Sunday, June 16, 2013

Danielson: What We Lost – The Lesson Plan


While the ink is drying on John King’s decision and our Union touts how great Danielson is as an evaluative tool it is becoming clearer just how much our current contract was changed without a single vote from one of our members. Of course there is much that will be decided and practice may be implemented in different ways in different schools but there are some changes which could cause major problems to future employment.

Under 8E of our contract a lesson plan is for the use of the teacher. Who knows what we gave up to get this provision in our contract but it was important enough to stop principals from routinely collecting lesson plans or forcing teachers to spend punishment time creating documents. An extraordinary example of the abuse was when a bilingual Chinese teacher who wrote her lesson plans in Chinese was given a letter to her file because the principal could not read the plan and would not allow her to translate it.

Similarly a more experienced teacher who has good command of her pedagogy need not write down every aspect of a lesson to demonstrate good planning where a newer teacher might need some prompts. It’s like going to a good friend’s house who has just moved upstate. The first visit you put his address in MapQuest and follow the detailed turns. By the fifth visit you’ve figured out shortcuts and don’t need a map.

Lesson planning is essential to effective teaching. Danielson recognizes this in Domain 1. But evidence of good lesson planning is how the lesson is preformed, not in a piece of paper a supervisor must rate you on.

Under Danielson 2 out of our 22 rated components specifically deal with the lesson plan, component 1e and 1f.
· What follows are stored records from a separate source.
//! Per-dataset scale and view profiles

use crate::error::{Error, Result};
use serde::{Deserialize, Serialize};

/// Configuration for one dataset size tier.
///
/// A dataset with a larger spatial spread needs a larger scale factor,
/// a farther clipping plane and wider orbit bounds.
#[derive(Debug, Clone, PartialEq, Serialize, Deserialize)]
pub struct DatasetProfile {
    /// Tier name, e.g. `small` or `large`
    pub name: String,
    /// Identifier handed to the dataset source
    pub source_id: String,
    pub scale_factor: f32,
    pub min_orbit_distance: f32,
    pub max_orbit_distance: f32,
    pub camera_far_plane: f32,
}

impl DatasetProfile {
    pub const SMALL: &'static str = "small";
    pub const LARGE: &'static str = "large";

    /// Profile for the ~1K document dataset
    pub fn small() -> Self {
        Self {
            name: Self::SMALL.to_string(),
            source_id: "data/1k.json".to_string(),
            scale_factor: 5000.0,
            min_orbit_distance: -1000.0,
            max_orbit_distance: 30000.0,
            camera_far_plane: 300000.0,
        }
    }

    /// Profile for the ~10K document dataset
    pub fn large() -> Self {
        Self {
            name: Self::LARGE.to_string(),
            source_id: "data/10k.json".to_string(),
            scale_factor: 18000.0,
            min_orbit_distance: -15000.0,
            max_orbit_distance: 120000.0,
            camera_far_plane: 1000000.0,
        }
    }

    /// Check that the profile describes a usable view
    pub fn validate(&self) -> Result<()> {
        let values = [
            self.scale_factor,
            self.min_orbit_distance,
            self.max_orbit_distance,
            self.camera_far_plane,
        ];
        if values.iter().any(|v| !v.is_finite()) {
            return Err(Error::Config(format!("profile '{}' has non-finite values", self.name)));
        }
        if self.scale_factor <= 0.0 {
            return Err(Error::Config(format!(
                "profile '{}' scale factor must be positive, got {}",
                self.name, self.scale_factor
            )));
        }
        if self.camera_far_plane <= 0.0 {
            return Err(Error::Config(format!(
                "profile '{}' far plane must be positive, got {}",
                self.name, self.camera_far_plane
            )));
        }
        if self.max_orbit_distance <= 0.0 || self.max_orbit_distance <= self.min_orbit_distance {
            return Err(Error::Config(format!(
                "profile '{}' orbit bounds are inverted ({} >= {})",
                self.name, self.min_orbit_distance, self.max_orbit_distance
            )));
        }
        Ok(())
    }
}

#[cfg(test)]
mod tests {
    use super::*;

    #[test]
    fn test_builtin_profiles_are_valid() {
        DatasetProfile::small().validate().unwrap();
        DatasetProfile::large().validate().unwrap();
    }

    #[test]
    fn test_large_profile_is_wider_than_small() {
        let small = DatasetProfile::small();
        let large = DatasetProfile::large();
        assert!(large.scale_factor > small.scale_factor);
        assert!(large.max_orbit_distance > small.max_orbit_distance);
        assert!(large.camera_far_plane > small.camera_far_plane);
    }

    #[test]
    fn test_validate_rejects_bad_profiles() {
        let mut profile = DatasetProfile::small();
        profile.scale_factor = 0.0;
        assert!(matches!(profile.validate(), Err(Error::Config(_))));

        let mut profile = DatasetProfile::small();
        profile.max_orbit_distance = profile.min_orbit_distance;
        assert!(profile.validate().is_err());

        let mut profile = DatasetProfile::large();
        profile.camera_far_plane = f32::NAN;
        assert!(profile.validate().is_err());
    }
}
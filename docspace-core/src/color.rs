//! Color types for derived point colors

use serde::{Deserialize, Serialize};
use std::fmt;

/// An RGB color with each channel in `[0, 255]`
#[derive(Debug, Clone, Copy, PartialEq, Serialize, Deserialize)]
pub struct Rgb {
    pub r: f32,
    pub g: f32,
    pub b: f32,
}

impl Rgb {
    pub const fn new(r: f32, g: f32, b: f32) -> Self {
        Self { r, g, b }
    }

    /// Quantize to 8-bit channels
    pub fn to_bytes(&self) -> [u8; 3] {
        [quantize(self.r), quantize(self.g), quantize(self.b)]
    }
}

fn quantize(channel: f32) -> u8 {
    channel.round().clamp(0.0, 255.0) as u8
}

/// An HSL color: hue in `[0, 360)`, saturation and lightness in `[0, 100]`
#[derive(Debug, Clone, Copy, PartialEq, Serialize, Deserialize)]
pub struct Hsl {
    pub h: f32,
    pub s: f32,
    pub l: f32,
}

impl Hsl {
    pub const fn new(h: f32, s: f32, l: f32) -> Self {
        Self { h, s, l }
    }
}

/// CSS notation, e.g. `hsl(120, 100%, 50%)`
impl fmt::Display for Hsl {
    fn fmt(&self, f: &mut fmt::Formatter<'_>) -> fmt::Result {
        write!(f, "hsl({}, {}%, {}%)", self.h.round(), self.s.round(), self.l.round())
    }
}

/// The color assigned to a point: the blended RGB and its HSL presentation
#[derive(Debug, Clone, Copy, PartialEq, Serialize, Deserialize)]
pub struct DerivedColor {
    pub rgb: Rgb,
    pub hsl: Hsl,
}

/// Neutral color used for points sitting exactly on the centroid
pub const NEUTRAL_COLOR: DerivedColor = DerivedColor {
    rgb: Rgb::new(255.0, 255.0, 255.0),
    hsl: Hsl::new(0.0, 0.0, 100.0),
};
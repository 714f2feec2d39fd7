//! Error types for I/O operations

use thiserror::Error;

/// Errors that can occur while reading datasets
#[derive(Error, Debug)]
pub enum IoError {
    #[error("File not found: {path}")]
    FileNotFound { path: String },
    
    #[error("Parse error: {message}")]
    ParseError { message: String },
    
    #[error("Duplicate document id {id}")]
    DuplicateId { id: u64 },
    
    #[error("IO error: {0}")]
    Io(#[from] std::io::Error),
}

impl From<serde_json::Error> for IoError {
    fn from(e: serde_json::Error) -> Self {
        IoError::ParseError { message: e.to_string() }
    }
}

impl From<IoError> for docspace_core::Error {
    fn from(e: IoError) -> Self {
        match e {
            IoError::Io(io) => docspace_core::Error::Io(io),
            other => docspace_core::Error::InvalidData(other.to_string()),
        }
    }
}
//! Commands exposed to the surrounding UI
//!
//! Loads are spawned with `tokio::task::spawn_local`, so the controller must
//! be driven from inside a `tokio::task::LocalSet`.

use crate::animator::{FrameAnimator, FrameCallbacks, FrameContext};
use crate::config::SceneConfig;
use crate::scene::{SceneState, SceneStats, SharedScene};
use crate::streamer::{DatasetStreamer, LoadOutcome};
use docspace_core::{DatasetProfile, Result};
use docspace_io::DatasetSource;
use std::rc::Rc;
use std::time::Duration;
use tokio::task::JoinHandle;

/// Owns the scene and wires the streamer, animator and frame callbacks to it
pub struct SceneController<S> {
    scene: SharedScene,
    source: Rc<S>,
    streamer: Rc<DatasetStreamer>,
    animator: FrameAnimator,
    callbacks: FrameCallbacks,
    config: SceneConfig,
    frame: u64,
}

impl<S: DatasetSource + 'static> SceneController<S> {
    /// Create a controller with an empty scene
    pub fn new(source: S, config: SceneConfig) -> Result<Self> {
        config.validate()?;
        let scene = SceneState::shared();
        let streamer = DatasetStreamer::new(scene.clone(), config.stream.clone());
        let animator = FrameAnimator::new(scene.clone(), config.animator.clone());

        Ok(Self {
            scene,
            source: Rc::new(source),
            streamer: Rc::new(streamer),
            animator,
            callbacks: FrameCallbacks::new(),
            config,
            frame: 0,
        })
    }

    /// Shared handle to the scene the renderer draws from
    pub fn scene(&self) -> SharedScene {
        self.scene.clone()
    }

    pub fn config(&self) -> &SceneConfig {
        &self.config
    }

    /// Load the small tier, as the application does on start
    pub fn boot(&self) -> Result<JoinHandle<Result<LoadOutcome>>> {
        self.load_small_dataset()
    }

    pub fn load_small_dataset(&self) -> Result<JoinHandle<Result<LoadOutcome>>> {
        self.load_dataset(DatasetProfile::SMALL)
    }

    pub fn load_large_dataset(&self) -> Result<JoinHandle<Result<LoadOutcome>>> {
        self.load_dataset(DatasetProfile::LARGE)
    }

    /// Start streaming the named tier in the background
    ///
    /// The returned handle can be dropped; the load keeps running and any
    /// failure is logged and left visible through the scene state.
    ///
    /// # Errors
    /// Returns `Error::UnknownProfile` if no profile is configured for `tier`.
    ///
    /// # Panics
    /// Panics if called outside a `tokio::task::LocalSet`, since the load is
    /// spawned with `tokio::task::spawn_local`. The same holds for [`boot`],
    /// [`load_small_dataset`] and [`load_large_dataset`].
    ///
    /// [`boot`]: SceneController::boot
    /// [`load_small_dataset`]: SceneController::load_small_dataset
    /// [`load_large_dataset`]: SceneController::load_large_dataset
    pub fn load_dataset(&self, tier: &str) -> Result<JoinHandle<Result<LoadOutcome>>> {
        let profile = self.config.profile(tier)?.clone();
        let source = self.source.clone();
        let streamer = self.streamer.clone();

        Ok(tokio::task::spawn_local(async move {
            let result = streamer.load(source.as_ref(), &profile).await;
            if let Err(e) = &result {
                tracing::warn!(profile = %profile.name, error = %e, "load failed");
            }
            result
        }))
    }

    /// Start or stop the group rotation, returning whether it is now on
    pub fn toggle_rotation(&mut self) -> bool {
        let rotating = self.animator.toggle_rotation();
        tracing::debug!(rotating, "rotation toggled");
        rotating
    }

    pub fn is_rotating(&self) -> bool {
        self.animator.is_rotating()
    }

    /// Callbacks run after the built-in animation every frame
    pub fn callbacks_mut(&mut self) -> &mut FrameCallbacks {
        &mut self.callbacks
    }

    /// Advance one rendered frame
    pub fn tick(&mut self, delta: Duration) {
        self.frame += 1;
        self.animator.tick();

        let context = FrameContext {
            frame: self.frame,
            delta,
        };
        let mut scene = self.scene.borrow_mut();
        self.callbacks.run(&context, &mut scene);
    }

    /// Frames rendered so far
    pub fn frame(&self) -> u64 {
        self.frame
    }

    /// Summary of what is on screen
    pub fn stats(&self) -> SceneStats {
        self.scene.borrow().stats()
    }
}
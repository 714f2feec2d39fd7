//! Camera and orbit settings keyed to dataset scale

use crate::camera::{Camera, OrbitBounds};
use docspace_core::DatasetProfile;
use nalgebra::{Point3, Vector3};

/// Camera and control settings for one dataset
#[derive(Debug, Clone, Copy, PartialEq)]
pub struct ViewConfiguration {
    pub far_plane: f32,
    pub initial_distance: f32,
    pub orbit: OrbitBounds,
}

impl ViewConfiguration {
    /// Settings in effect before any dataset has loaded
    pub fn initial() -> Self {
        Self {
            far_plane: 10000.0,
            initial_distance: 8000.0,
            orbit: OrbitBounds::new(0.0, 8000.0),
        }
    }

    /// Apply to a camera and its orbit controls.
    ///
    /// The camera is reset to look at the origin from +Z.
    pub fn apply(&self, camera: &mut Camera, orbit: &mut OrbitBounds) {
        camera.far = self.far_plane;
        camera.target = Point3::origin();
        camera.up = Vector3::y();
        camera.position = Point3::new(0.0, 0.0, self.initial_distance);
        *orbit = self.orbit;
    }
}

impl Default for ViewConfiguration {
    fn default() -> Self {
        Self::initial()
    }
}

/// Derive the view settings for a dataset profile
///
/// Negative minimum orbit distances are treated as zero. The camera starts
/// at the far plane distance, clamped into the orbit bounds.
pub fn configure_for(profile: &DatasetProfile) -> ViewConfiguration {
    let orbit = OrbitBounds::new(
        profile.min_orbit_distance.max(0.0),
        profile.max_orbit_distance,
    );
    ViewConfiguration {
        far_plane: profile.camera_far_plane,
        initial_distance: orbit.clamp(profile.camera_far_plane),
        orbit,
    }
}
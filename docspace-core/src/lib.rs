//! Core data structures for docspace
//! 
//! This crate provides the data model shared by the layout, I/O and
//! visualization crates: document records, centroid-relative positions,
//! derived colors, dataset profiles and render instances.

pub mod point;
pub mod record;
pub mod color;
pub mod profile;
pub mod instance;
pub mod error;

pub use point::*;
pub use record::*;
pub use color::*;
pub use profile::*;
pub use instance::*;
pub use error::*;

/// Re-export commonly used types from nalgebra
pub use nalgebra::{Point3, Vector3, UnitQuaternion};
//! # docspace layout
//!
//! Pure transforms from raw embedding coordinates to render instructions.
//!
//! This crate provides centroid-relative coordinate normalization and a
//! deterministic mapping from a normalized position to a display color.
//! Both are referentially transparent and safe to recompute every frame.

pub mod normalize;
pub mod color_map;

// Re-export commonly used items
pub use normalize::*;
pub use color_map::*;
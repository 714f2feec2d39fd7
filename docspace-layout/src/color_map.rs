//! Position-derived colors
//!
//! Each axis owns a primary: X is red, Y is green, Z is blue. A point's color
//! blends the three primaries by the absolute components of its unit
//! direction from the centroid, so points sharing a dominant axis share a
//! dominant hue and mirrored points get identical colors.

use docspace_core::{DerivedColor, Hsl, NormalizedPosition, Rgb, NEUTRAL_COLOR};

const AXIS_X_PRIMARY: Rgb = Rgb::new(255.0, 0.0, 0.0);
const AXIS_Y_PRIMARY: Rgb = Rgb::new(0.0, 255.0, 0.0);
const AXIS_Z_PRIMARY: Rgb = Rgb::new(0.0, 0.0, 255.0);

/// Derive the display color of a normalized position
///
/// Points at the centroid (zero norm) and non-finite positions fall back to
/// [`NEUTRAL_COLOR`].
///
/// # Example
/// ```rust
/// use docspace_core::{Point3f, NEUTRAL_COLOR};
/// use docspace_layout::color_of;
///
/// assert_eq!(color_of(&Point3f::origin()), NEUTRAL_COLOR);
///
/// let color = color_of(&Point3f::new(-50.0, 0.0, 0.0));
/// assert_eq!(color.rgb.to_bytes(), [255, 0, 0]);
/// assert_eq!(color.hsl.h, 0.0);
/// ```
pub fn color_of(position: &NormalizedPosition) -> DerivedColor {
    let norm = position.coords.norm();
    if norm == 0.0 || !norm.is_finite() {
        return NEUTRAL_COLOR;
    }

    let wx = position.x.abs() / norm;
    let wy = position.y.abs() / norm;
    let wz = position.z.abs() / norm;

    let blend = |x: f32, y: f32, z: f32| (x * wx + y * wy + z * wz).clamp(0.0, 255.0);
    let rgb = Rgb::new(
        blend(AXIS_X_PRIMARY.r, AXIS_Y_PRIMARY.r, AXIS_Z_PRIMARY.r),
        blend(AXIS_X_PRIMARY.g, AXIS_Y_PRIMARY.g, AXIS_Z_PRIMARY.g),
        blend(AXIS_X_PRIMARY.b, AXIS_Y_PRIMARY.b, AXIS_Z_PRIMARY.b),
    );

    DerivedColor {
        rgb,
        hsl: rgb_to_hsl(&rgb),
    }
}

/// Convert RGB (channels in `[0, 255]`) to HSL
pub fn rgb_to_hsl(rgb: &Rgb) -> Hsl {
    let r = rgb.r / 255.0;
    let g = rgb.g / 255.0;
    let b = rgb.b / 255.0;

    let max = r.max(g).max(b);
    let min = r.min(g).min(b);
    let l = (max + min) / 2.0;

    if max == min {
        return Hsl::new(0.0, 0.0, l * 100.0);
    }

    let d = max - min;
    let s = if l > 0.5 { d / (2.0 - max - min) } else { d / (max + min) };
    let h = if max == r {
        (g - b) / d + if g < b { 6.0 } else { 0.0 }
    } else if max == g {
        (b - r) / d + 2.0
    } else {
        (r - g) / d + 4.0
    };

    Hsl::new((h * 60.0) % 360.0, s * 100.0, l * 100.0)
}

/// Convert HSL back to RGB (channels in `[0, 255]`)
pub fn hsl_to_rgb(hsl: &Hsl) -> Rgb {
    let h = hsl.h / 360.0;
    let s = hsl.s / 100.0;
    let l = hsl.l / 100.0;

    if s == 0.0 {
        let v = l * 255.0;
        return Rgb::new(v, v, v);
    }

    let q = if l < 0.5 { l * (1.0 + s) } else { l + s - l * s };
    let p = 2.0 * l - q;

    Rgb::new(
        hue_to_channel(p, q, h + 1.0 / 3.0) * 255.0,
        hue_to_channel(p, q, h) * 255.0,
        hue_to_channel(p, q, h - 1.0 / 3.0) * 255.0,
    )
}

fn hue_to_channel(p: f32, q: f32, t: f32) -> f32 {
    let t = t.rem_euclid(1.0);
    if t < 1.0 / 6.0 {
        p + (q - p) * 6.0 * t
    } else if t < 0.5 {
        q
    } else if t < 2.0 / 3.0 {
        p + (q - p) * (2.0 / 3.0 - t) * 6.0
    } else {
        p
    }
}
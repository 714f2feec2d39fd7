//! Render instances committed to the scene

use crate::color::DerivedColor;
use crate::point::NormalizedPosition;
use nalgebra::UnitQuaternion;
use serde::{Deserialize, Serialize};
use std::fmt;

/// Tag identifying which load request produced a piece of work
#[derive(Debug, Clone, Copy, PartialEq, Eq, PartialOrd, Ord, Hash, Default, Serialize, Deserialize)]
pub struct Generation(pub u64);

impl Generation {
    /// The generation following this one
    pub fn next(self) -> Self {
        Generation(self.0 + 1)
    }
}

impl fmt::Display for Generation {
    fn fmt(&self, f: &mut fmt::Formatter<'_>) -> fmt::Result {
        write!(f, "#{}", self.0)
    }
}

/// A labeled point placed in the scene.
///
/// After commit only `orientation` and `visible` change; the position and
/// color are fixed for the lifetime of the instance.
#[derive(Debug, Clone, PartialEq)]
pub struct RenderInstance {
    pub id: u64,
    pub label: String,
    pub position: NormalizedPosition,
    pub color: DerivedColor,
    /// Orientation relative to the rotating point group
    pub orientation: UnitQuaternion<f32>,
    /// Whether the label is within detail distance of the camera
    pub visible: bool,
}

impl RenderInstance {
    /// Create an instance with identity orientation
    pub fn new(id: u64, label: impl Into<String>, position: NormalizedPosition, color: DerivedColor) -> Self {
        Self {
            id,
            label: label.into(),
            position,
            color,
            orientation: UnitQuaternion::identity(),
            visible: true,
        }
    }
}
Under component 1e, the lesson plan is mentioned as part of a teacher’s design for coherent instruction. Here a highly effective teacher will have a lesson plan that “clearly indicates the concepts taught in the last few lessons” and that “the teacher plans for his students to link the current lesson outcomes to those they previously learned." An effective teacher “reviews lesson plans with her principal; they are well structured, with pacing times and activities clearly indicated.” An ineffective “teacher’s lesson plans are written on sticky notes in his grade book.” Source:  Danielson 2013 Rubric-Adapted to New York Department of Education Framework for Teaching Components.

Similarly, component 1f, designing student assessments, appears to evaluate a lesson plan based on how well it “indicates correspondence between assessments and instructional outcomes.”

To be clear, both before King and Danielson and after King and Danielson you need a plan. It’s just now the plan is not for the teacher and it doesn’t matter how many times you’ve driven to your friend’s house; you better have a copy of the turn by turn directions or you may be rated ineffective.

2 comments:

NYC Educator said...

I get your point, and agree completely. I'm told there is a union-initiated grievance against this nonsense, for whatever it's worth.

paul hogan said...

Re. Union-initiated grievance: one doubts that it's worth anything. I sent anecdotals , in total between 6 ,000 and 8,000 words, of Danielson-related abuses and absurdities to UFT Veep Fortino in 2011-2012.

Nothing. UFT high command *loves* Danielson. For some mysterious reason. It's exceedingly strange.

Re. lesson plan: it's *worse* than that, actually. We had to write-out the NYS Standards being addressed PLUS the Common Core Standards being addressed. On every plan, every lesson, every period.

One teacher got rated ineffective on planning because ... even though he/she did all of the above, he/she failed to also write-out the various IEP goals being addressed for each student by the lesson. (D75 Special ed class; they ALL have ieps.)

Danielson.... as implemented by the DOE ... is a completely portable, fully self-contained , idiot-proof ( in the sense that any idiot can check the boxes and cut and paste comments into them) Hostile Work Environment. In fact, that's the attraction of this particular teacher observation "system".